Le droit OHADA lit autrement. L’article 773 prévoit précisément le retrait volontaire de l’actionnaire défaillant avant la vente forcée. C’est un mécanisme de sortie amiable pour éviter la procédure contentieuse. L’État s’est désengagé en tant que souscripteur non libéré. S’il avait payé, PHC parlerait de «cession d’actions», pas de «désengagement». Le terme choisi par la société confirme donc l’absence de libération, pas le contraire.
Brader quoi, exactement ?
Le député promet que le Parlement ne laissera pas «brader le patrimoine de la République». Mais on ne brade pas ce qu’on n’a jamais payé. L’État n’a injecté aucun des 85 millions de dollars promis. Il n’a donc aucun patrimoine à récupérer dans PHC.

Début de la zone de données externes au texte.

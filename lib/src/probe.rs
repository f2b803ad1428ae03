//! Read-only access to already-built tablebase files (§4.G). Grounded on
//! the collaborator crate's `TablebaseProber`: a cache of opened
//! [`TablebaseFile`]s keyed by material name, probed lazily the first time
//! a position of that material is seen.

use std::collections::HashMap;
use std::marker::PhantomData;
use std::path::{Path, PathBuf};

use crate::board::{Board, Color};
use crate::config::EgtbMemMode;
use crate::error::{Error, Result};
use crate::file_handler::TablebaseFile;
use crate::indexer::Indexer;
use crate::material::Material;
use crate::score::{pick_best_from_rival_score, Score, Variant};

/// A cycle length at which xiangqi's AXF rules force a repetition verdict
/// regardless of what the tablebase says about the position in isolation
/// (§4.G "a re-entry whose cycle length >= 4 terminates the line").
const MIN_REPETITION_CYCLE: u16 = 4;

/// Halfmoves since the last capture/promotion before a line is forcibly cut
/// (§4.G, mirroring the generator's `rule120`).
const HALFMOVE_CAP: u16 = 120;

pub struct TablebaseProber<B: Board> {
    table_dir: PathBuf,
    variant: Variant,
    mem_mode: EgtbMemMode,
    tables: HashMap<String, TablebaseFile>,
    _board: PhantomData<fn() -> B>,
}

impl<B: Board> TablebaseProber<B> {
    #[must_use]
    pub fn new(table_dir: impl AsRef<Path>, variant: Variant, mem_mode: EgtbMemMode) -> Self {
        Self {
            table_dir: table_dir.as_ref().to_path_buf(),
            variant,
            mem_mode,
            tables: HashMap::new(),
            _board: PhantomData,
        }
    }

    /// Loads `material`'s file on first use. A missing or unreadable file is
    /// reported as [`Error::MaterialNotLoaded`] rather than the raw I/O
    /// error, so [`probe`](Self::probe) can tell "not generated yet" apart
    /// from a genuinely corrupt file and degrade accordingly (§7).
    fn table_for(&mut self, material: &Material<B::Kind>) -> Result<&TablebaseFile> {
        let name = format!("{material:?}");
        if !self.tables.contains_key(&name) {
            let path = self.table_dir.join(format!("{name}.fdtm"));
            let file = TablebaseFile::open(&path, self.mem_mode)
                .map_err(|_| Error::MaterialNotLoaded { material: name.clone() })?;
            self.tables.insert(name.clone(), file);
        }
        Ok(self.tables.get(&name).expect("just inserted"))
    }

    /// `probe(board) -> Score` (§4.G): canonicalise via the index codec and
    /// fetch the cell. Drawn-by-insufficient-material positions never hit
    /// disk, matching the generator's own sub-tablebase shortcut. Per §7's
    /// propagation policy, a missing table is non-fatal: it degrades to
    /// [`Score::Missing`] instead of failing the whole probe.
    pub fn probe(&mut self, board: &B) -> Result<Score> {
        let pieces = (0..B::CELLS as u16).filter_map(|sq| board.piece_at(sq));
        let material = Material::<B::Kind>::from_pieces(pieces);
        if !material.is_mate_possible() {
            return Ok(Score::Draw);
        }

        // The index codec never encodes en passant (§4.C): a position whose
        // en-passant capture is legally available would alias, under the
        // index, to the otherwise-identical position without that right.
        // Degrade to one ply of direct move expansion instead of trusting a
        // stored score that may not have accounted for the capture.
        if board.has_legal_en_passant_capture() {
            let legal = board.legal_moves(board.side_to_move());
            if !legal.is_empty() {
                let mut best = Score::Unset;
                for mv in &legal {
                    let mut after = board.clone();
                    after.make(mv);
                    let reverted = self.probe(&after)?.revert(1);
                    best = pick_best_from_rival_score(best, reverted);
                }
                return Ok(best);
            }
        }

        let indexer = Indexer::<B>::new(material.clone());
        let (idx, flip) = indexer.encode(board);
        let side = board.side_to_move() ^ flip;
        match self.table_for(&material) {
            Ok(file) => file.score_at(idx, side),
            Err(Error::MaterialNotLoaded { .. }) => Ok(Score::Missing),
            Err(e) => Err(e),
        }
    }

    /// `best_line(board) -> (Result, moves[])` (§4.G): greedily follow, at
    /// each step, the move whose reverted score is
    /// [`pick_best_from_rival_score`]'s pick among that position's legal
    /// moves — the same selection rule the generator used to build the
    /// table, so this always recovers a line consistent with the stored
    /// score. Repetition (cycle length >= 4) and the 120-halfmove cap both
    /// terminate the line early, matching the lattice's own closed
    /// repetition/perpetual outcomes.
    pub fn best_line(&mut self, board: &B) -> Result<(Score, Vec<B::Move>)> {
        let root_score = self.probe(board)?;
        let mut line = Vec::new();
        let mut current = board.clone();
        let mut visited: HashMap<(u64, Color), u16> = HashMap::new();
        let mut halfmove_clock: u16 = 0;
        let mut ply: u16 = 0;

        loop {
            let pieces = (0..B::CELLS as u16).filter_map(|sq| current.piece_at(sq));
            let material = Material::<B::Kind>::from_pieces(pieces);
            let indexer = Indexer::<B>::new(material);
            let (canonical_idx, flip) = indexer.encode(&current);
            let key = (canonical_idx, current.side_to_move() ^ flip);
            if let Some(&seen_ply) = visited.get(&key) {
                if ply - seen_ply >= MIN_REPETITION_CYCLE {
                    break;
                }
            }
            visited.insert(key, ply);

            if halfmove_clock >= HALFMOVE_CAP {
                break;
            }

            let side = current.side_to_move();
            let legal = current.legal_moves(side);
            if legal.is_empty() {
                break;
            }

            let mut best_score = Score::Unset;
            let mut best_move = None;
            for mv in &legal {
                let mut after = current.clone();
                after.make(mv);
                let reverted = self.probe(&after)?.revert(1);
                let updated = pick_best_from_rival_score(best_score, reverted);
                if updated != best_score {
                    best_score = updated;
                    best_move = Some(mv.clone());
                }
            }
            let Some(mv) = best_move else { break };

            halfmove_clock = if mv.is_capture() || mv.is_promotion() { 0 } else { halfmove_clock + 1 };
            current.make(&mv);
            line.push(mv);
            ply += 1;
        }

        Ok((root_score, line))
    }

    #[must_use]
    pub fn variant(&self) -> Variant {
        self.variant
    }
}

#[cfg(test)]
mod tests {
    use super::*;
    use crate::board::chess::ChessBoard;
    use crate::board::ByColor;
    use crate::config::GeneratorConfig;
    use crate::generation::Generator;

    fn build_and_write(mat: &str, dir: &std::path::Path) {
        let material: Material<<ChessBoard as Board>::Kind> = mat.parse().unwrap();
        let generator =
            Generator::<ChessBoard>::new(material, Variant::Chess, GeneratorConfig::default(), dir).unwrap();
        let (white, black) = generator.generate().unwrap();
        let sides = ByColor { white: Some(white), black: Some(black) };
        let order_id = crate::file_handler::factor_order_id(generator.material());
        TablebaseFile::write(dir.join(format!("{mat}.fdtm")), mat, Variant::Chess, 125, order_id, &sides).unwrap();
    }

    #[test]
    fn probe_matches_a_freshly_built_table() {
        let dir = std::env::temp_dir().join(format!("felicity_egtb_probe_test_{}", std::process::id()));
        std::fs::create_dir_all(&dir).unwrap();
        build_and_write("KvK", &dir);

        let mut prober = TablebaseProber::<ChessBoard>::new(&dir, Variant::Chess, EgtbMemMode::All);
        let board = ChessBoard::new_game(Some("4k3/8/8/8/8/8/8/4K3 w - - 0 1")).unwrap();
        assert_eq!(prober.probe(&board).unwrap(), Score::Draw);

        std::fs::remove_dir_all(&dir).ok();
    }
}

Au contraire, PHC a fait preuve de clémence. L’article 770 AUSCGIE l’autorisait à réclamer 23 ans d’intérêts de retard au taux légal + 5 points, plus dommages-intérêts. La société a renoncé. L’État sort sans dette. Difficile de parler de spoliation.

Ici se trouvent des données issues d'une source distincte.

//! Chess implementation of the [`Board`] capability, grounded directly on the
//! teacher's own dependency: `retroboard`/`shakmaty` already provide piece
//! placement, FEN I/O, full legal move generation, check detection and
//! retrograde ("unmove") generation, which is exactly the collaborator
//! surface §4.A asks for — so this module is a thin adapter, not a
//! reimplementation.

use retroboard::shakmaty::{
    self, Bitboard, ByColor, CastlingMode, Color as ShColor, FromSetup, Piece as ShPiece,
    Position, Rank, Role as ShRole, Setup, Square,
};
use retroboard::RetroBoard;

use super::{invalid_fen, Board, Color, FlipMode, MoveLike, Piece, PieceKind, SoloMateClass};
use crate::error::Result;

/// Newtype so the generic indexer/material code can implement [`PieceKind`]
/// for chess without reaching into `shakmaty` directly.
#[derive(Debug, Clone, Copy, PartialEq, Eq, Hash)]
pub struct ChessRole(pub ShRole);

impl PieceKind for ChessRole {
    // k q r b n p, per §4.B's canonical chess order.
    const CANONICAL_ORDER: &'static [Self] = &[
        Self(ShRole::King),
        Self(ShRole::Queen),
        Self(ShRole::Rook),
        Self(ShRole::Bishop),
        Self(ShRole::Knight),
        Self(ShRole::Pawn),
    ];

    fn king() -> Self {
        Self(ShRole::King)
    }

    fn to_char(self) -> char {
        self.0.char()
    }

    fn from_char(c: char) -> Option<Self> {
        ShRole::from_char(c.to_ascii_lowercase()).map(Self)
    }

    fn factor_cardinality(self) -> u32 {
        match self.0 {
            ShRole::Pawn => 48, // ranks 2..7, §4.C
            _ => 64,
        }
    }

    fn solo_mate_class(self) -> SoloMateClass {
        match self.0 {
            ShRole::King => SoloMateClass::NonAttacker,
            ShRole::Bishop | ShRole::Knight => SoloMateClass::NeedsHelp,
            ShRole::Rook | ShRole::Queen | ShRole::Pawn => SoloMateClass::Decisive,
        }
    }

    fn promotions(self) -> &'static [Self] {
        match self.0 {
            ShRole::Pawn => &[
                Self(ShRole::Queen),
                Self(ShRole::Rook),
                Self(ShRole::Bishop),
                Self(ShRole::Knight),
            ],
            _ => &[],
        }
    }
}

fn to_sh_color(c: Color) -> ShColor {
    match c {
        Color::White => ShColor::White,
        Color::Black => ShColor::Black,
    }
}

fn from_sh_color(c: ShColor) -> Color {
    match c {
        ShColor::White => Color::White,
        ShColor::Black => Color::Black,
    }
}

fn to_sh_piece(p: Piece<ChessRole>) -> ShPiece {
    ShPiece {
        color: to_sh_color(p.color),
        role: p.kind.0,
    }
}

fn from_sh_piece(p: ShPiece) -> Piece<ChessRole> {
    Piece::new(from_sh_color(p.color), ChessRole(p.role))
}

#[derive(Debug, Clone)]
pub enum ChessMove {
    Forward(shakmaty::Move),
    /// A retracted unmove: the move that, played from `self`, would reach
    /// the board this was generated against.
    Retracted {
        role: ShRole,
        from: Square,
        to: Square,
        uncapture: Option<ShRole>,
        unpromotion: bool,
    },
}

impl MoveLike for ChessMove {
    fn is_capture(&self) -> bool {
        match self {
            Self::Forward(m) => m.is_capture(),
            Self::Retracted { uncapture, .. } => uncapture.is_some(),
        }
    }

    fn is_promotion(&self) -> bool {
        match self {
            Self::Forward(m) => m.is_promotion(),
            Self::Retracted { unpromotion, .. } => *unpromotion,
        }
    }
}

/// Is every right in `castling_rights` a rook sitting on one of the four
/// standard home corners? If so a FEN's `KQkq` notation is unambiguous and
/// `CastlingMode::Standard` applies; anything else (a rook elsewhere, as
/// chess960 shredder-FEN castling produces) needs `CastlingMode::Chess960`.
fn detect_castling_mode(castling_rights: Bitboard) -> CastlingMode {
    let standard_corners =
        Bitboard::from(Square::A1) | Bitboard::from(Square::H1) | Bitboard::from(Square::A8) | Bitboard::from(Square::H8);
    if (castling_rights & !standard_corners).is_empty() {
        CastlingMode::Standard
    } else {
        CastlingMode::Chess960
    }
}

/// §4.A's board capability for chess: a raw piece placement + side to move,
/// converted to a full `shakmaty::Chess` position only when forward legality
/// (move generation, check detection) is actually needed. Kept separate from
/// `Chess` itself because the index codec reconstructs boards piece-by-piece
/// (§4.C's retrograde reconstruction contract) before they are known legal.
/// `castling_rights`/`ep_square` carry the game-specific state a bare piece
/// placement can't: a rook's home square still matters for castling even
/// after the rook itself no longer threatens anything relevant to the index.
#[derive(Debug, Clone)]
pub struct ChessBoard {
    board: shakmaty::Board,
    turn: Color,
    castling_rights: Bitboard,
    ep_square: Option<Square>,
    castling_mode: CastlingMode,
}

impl ChessBoard {
    #[must_use]
    pub fn from_board(board: shakmaty::Board, turn: Color) -> Self {
        Self {
            board,
            turn,
            castling_rights: Bitboard::EMPTY,
            ep_square: None,
            castling_mode: CastlingMode::Standard,
        }
    }

    #[must_use]
    pub fn shakmaty_board(&self) -> &shakmaty::Board {
        &self.board
    }

    fn setup(&self) -> Setup {
        let mut setup = Setup::empty();
        setup.board = self.board.clone();
        setup.turn = to_sh_color(self.turn);
        setup.castling_rights = self.castling_rights;
        setup.ep_square = self.ep_square;
        setup
    }

    /// Attempt to view this as a fully legal chess position, ignoring the
    /// "no more than one checker" restriction the way the generator's
    /// reconstruction does (`to_chess_with_illegal_checks`): a position one
    /// ply before a move was made can have the side not to move in check
    /// from more than one piece only if it's about to be resolved, which
    /// never survives `is_legal_position`, so callers that already checked
    /// legality won't notice the relaxation.
    fn to_chess(&self) -> Option<shakmaty::Chess> {
        shakmaty::Chess::from_setup(self.setup(), self.castling_mode)
            .or_else(shakmaty::PositionError::ignore_impossible_check)
            .ok()
    }

    fn to_retro(&self) -> Option<RetroBoard> {
        RetroBoard::from_setup(self.setup(), self.castling_mode).ok()
    }
}

impl Board for ChessBoard {
    type Kind = ChessRole;
    type Move = ChessMove;
    type Hist = (shakmaty::Board, Color, Bitboard, Option<Square>);

    const CELLS: usize = 64;

    // The full 8-element symmetry group of a square board: the 3 non-trivial
    // rotations and the 4 reflections, matching the original's pawnless
    // EGTB_SIZE_KK8 king-pair reduction.
    const KING_PAIR_SYMMETRY_FULL: &'static [FlipMode] = &[
        FlipMode::Horizontal,
        FlipMode::Vertical,
        FlipMode::Rotate180,
        FlipMode::FlipVH,
        FlipMode::FlipHV,
        FlipMode::Rotate90,
        FlipMode::Rotate270,
    ];

    // A pawn's forward direction survives only the left-right mirror.
    const KING_PAIR_SYMMETRY_PAWN: &'static [FlipMode] = &[FlipMode::Horizontal];

    fn kings_always_illegal(wk: u16, bk: u16) -> bool {
        let (wf, wr) = (i32::from(wk % 8), i32::from(wk / 8));
        let (bf, br) = (i32::from(bk % 8), i32::from(bk / 8));
        (wf - bf).abs() <= 1 && (wr - br).abs() <= 1
    }

    fn zone(kind: Self::Kind, _color: Color) -> Vec<u16> {
        if kind.0 == ShRole::Pawn {
            (8..56).collect()
        } else {
            (0..64).collect()
        }
    }

    fn empty() -> Self {
        Self {
            board: shakmaty::Board::empty(),
            turn: Color::White,
            castling_rights: Bitboard::EMPTY,
            ep_square: None,
            castling_mode: CastlingMode::Standard,
        }
    }

    fn new_game(fen: Option<&str>) -> Result<Self> {
        let fen = fen.unwrap_or("rnbqkbnr/pppppppp/8/8/8/8/PPPPPPPP/RNBQKBNR w KQkq - 0 1");
        let setup: Setup = shakmaty::fen::Fen::from_ascii(fen.as_bytes())
            .map_err(|e| invalid_fen(e.to_string()))?
            .into_setup();
        let turn = from_sh_color(setup.turn);
        let castling_mode = detect_castling_mode(setup.castling_rights);
        let board = Self {
            board: setup.board,
            turn,
            castling_rights: setup.castling_rights,
            ep_square: setup.ep_square,
            castling_mode,
        };
        // `Chess::from_setup` rejects castling rights that don't point at an
        // actual rook/king on its home square and en-passant squares that
        // aren't legally capturable; surface either as an invalid FEN rather
        // than silently dropping the offending state.
        if board.to_chess().is_none() {
            return Err(invalid_fen(format!("illegal castling rights or en-passant square in {fen:?}")));
        }
        Ok(board)
    }

    fn to_fen(&self) -> String {
        self.to_chess()
            .map(|c| {
                shakmaty::fen::Fen::from_position(c, shakmaty::EnPassantMode::Legal).to_string()
            })
            .unwrap_or_else(|| format!("{} {}", self.board.board_fen(Bitboard::EMPTY), self.turn.char()))
    }

    fn side_to_move(&self) -> Color {
        self.turn
    }

    fn set_side_to_move(&mut self, color: Color) {
        self.turn = color;
    }

    fn legal_moves(&self, side: Color) -> Vec<Self::Move> {
        let effective = if side == self.turn {
            self.to_chess()
        } else {
            let mut flipped = self.clone();
            flipped.turn = side;
            flipped.to_chess()
        };
        effective
            .map(|pos| {
                pos.legal_moves()
                    .iter()
                    .cloned()
                    .map(ChessMove::Forward)
                    .collect()
            })
            .unwrap_or_default()
    }

    fn make(&mut self, mv: &Self::Move) -> Self::Hist {
        let hist = (self.board.clone(), self.turn, self.castling_rights, self.ep_square);
        if let ChessMove::Forward(m) = mv {
            if let Some(pos) = self.to_chess() {
                let after = pos.play(m).expect("move generated as legal");
                let setup = after.into_setup(shakmaty::EnPassantMode::Legal);
                self.board = setup.board;
                self.turn = from_sh_color(setup.turn);
                self.castling_rights = setup.castling_rights;
                self.ep_square = setup.ep_square;
            }
        }
        hist
    }

    fn unmake(&mut self, hist: Self::Hist) {
        self.board = hist.0;
        self.turn = hist.1;
        self.castling_rights = hist.2;
        self.ep_square = hist.3;
    }

    fn in_check(&self, side: Color) -> bool {
        self.find_king(side)
            .is_some_and(|king| self.board.attacks_to(
                Square::new(u32::from(king)),
                to_sh_color(side).other(),
                self.board.occupied(),
            ).any())
    }

    fn find_king(&self, side: Color) -> Option<u16> {
        self.board
            .king_of(to_sh_color(side))
            .map(|sq| sq as u16)
    }

    fn piece_at(&self, sq: u16) -> Option<Piece<Self::Kind>> {
        self.board
            .piece_at(Square::new(u32::from(sq)))
            .map(from_sh_piece)
    }

    fn set_piece(&mut self, sq: u16, piece: Option<Piece<Self::Kind>>) {
        let square = Square::new(u32::from(sq));
        match piece {
            Some(p) => self.board.set_piece_at(square, to_sh_piece(p)),
            None => self.board.remove_piece_at(square),
        };
    }

    fn has_attackers(&self) -> bool {
        ShColor::ALL.iter().any(|&c| {
            self.board.by_color(c).count()
                > usize::from(self.board.king_of(c).is_some())
        })
    }

    fn piece_list_is_draw(&self) -> bool {
        !self.has_attackers()
    }

    fn is_legal_position(&self) -> bool {
        self.to_chess().is_some()
            && !self.in_check(self.turn.other())
            && ByColor::<Bitboard>::new_with(|c| self.board.by_color(c) & self.board.kings())
                .iter()
                .all(|bb| bb.count() == 1)
            && Rank::ALL.iter().all(|&r| {
                (r == Rank::First || r == Rank::Eighth)
                    .then(|| (self.board.pawns() & Bitboard::from_rank(r)).is_empty())
                    .unwrap_or(true)
            })
    }

    fn has_legal_en_passant_capture(&self) -> bool {
        self.ep_square.is_some()
            && self
                .to_chess()
                .map(|pos| pos.legal_moves().iter().any(shakmaty::Move::is_en_passant))
                .unwrap_or(false)
    }

    fn flip(&mut self, mode: FlipMode) {
        match mode {
            FlipMode::Horizontal => self.board.flip_horizontal(),
            FlipMode::Vertical => self.board.flip_vertical(),
            FlipMode::Rotate180 => self.board.rotate_180(),
            FlipMode::FlipVH => self.board.flip_diagonal(),
            FlipMode::FlipHV => self.board.flip_anti_diagonal(),
            FlipMode::Rotate90 => self.board.rotate_90(),
            FlipMode::Rotate270 => self.board.rotate_270(),
        }
    }

    fn quiet_predecessors(&self) -> Vec<(Self, Self::Move)> {
        self.all_predecessors()
            .into_iter()
            .filter(|(_, mv)| !mv.is_capture() && !mv.is_promotion())
            .collect()
    }

    fn all_predecessors(&self) -> Vec<(Self, Self::Move)> {
        let Some(rboard) = self.to_retro() else {
            return Vec::new();
        };
        rboard
            .legal_unmoves()
            .into_iter()
            .map(|unmove| {
                let mut after = rboard.clone();
                after.push(&unmove);
                let predecessor = Self {
                    board: after.board().clone(),
                    turn: from_sh_color(!after.retro_turn()),
                    castling_rights: self.castling_rights,
                    ep_square: None,
                    castling_mode: self.castling_mode,
                };
                let mv = ChessMove::Retracted {
                    role: unmove.role,
                    from: unmove.from,
                    to: unmove.to,
                    uncapture: unmove.uncapture,
                    unpromotion: unmove.promotion,
                };
                (predecessor, mv)
            })
            .collect()
    }
}

#[cfg(test)]
mod tests {
    use super::*;

    #[test]
    fn roundtrip_fen() {
        let b = ChessBoard::new_game(Some("8/8/8/8/4k3/8/4K3/4Q3 w - - 0 1")).unwrap();
        assert_eq!(b.side_to_move(), Color::White);
        assert!(b.is_legal_position());
    }

    #[test]
    fn starting_position_has_attackers_flag() {
        let b = ChessBoard::new_game(None).unwrap();
        assert!(b.has_attackers());
    }

    #[test]
    fn two_kings_is_draw() {
        let b = ChessBoard::new_game(Some("8/8/8/8/4k3/8/4K3/8 w - - 0 1")).unwrap();
        assert!(b.piece_list_is_draw());
    }
}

Le Parlement, gardien de la loi ou des illusions ?
L’affaire PHC dépasse le cas d’une société. Elle pose la question de la crédibilité du capital promis par l’État dans les entreprises mixtes. Pendant 23 ans, des parts fictives ont bloqué la gouvernance et freiné les investissements dans la Mongala, la Tshopo et l’Équateur, où PHC emploie plus de 11 000 personnes.
Le rôle du Parlement est de faire respecter la loi OHADA, pas de la tordre pour entretenir des illusions comptables. Accuser PHC de «contrevérités» revient à nier l’article 771 AUSCGIE qui frappe de nullité les droits de l’actionnaire défaillant. Le droit sera dit, comme le promet Bushabu. Il l’a déjà été, en août 2025, dans les formes, devant notaire, et publié au Journal officiel.
Le débat parlementaire que semble réclamer Bushabu devra s’aligner sur la loi et non pas sur la rancœur de ceux qui ont cru pouvoir faire de PHC un bien sans capital.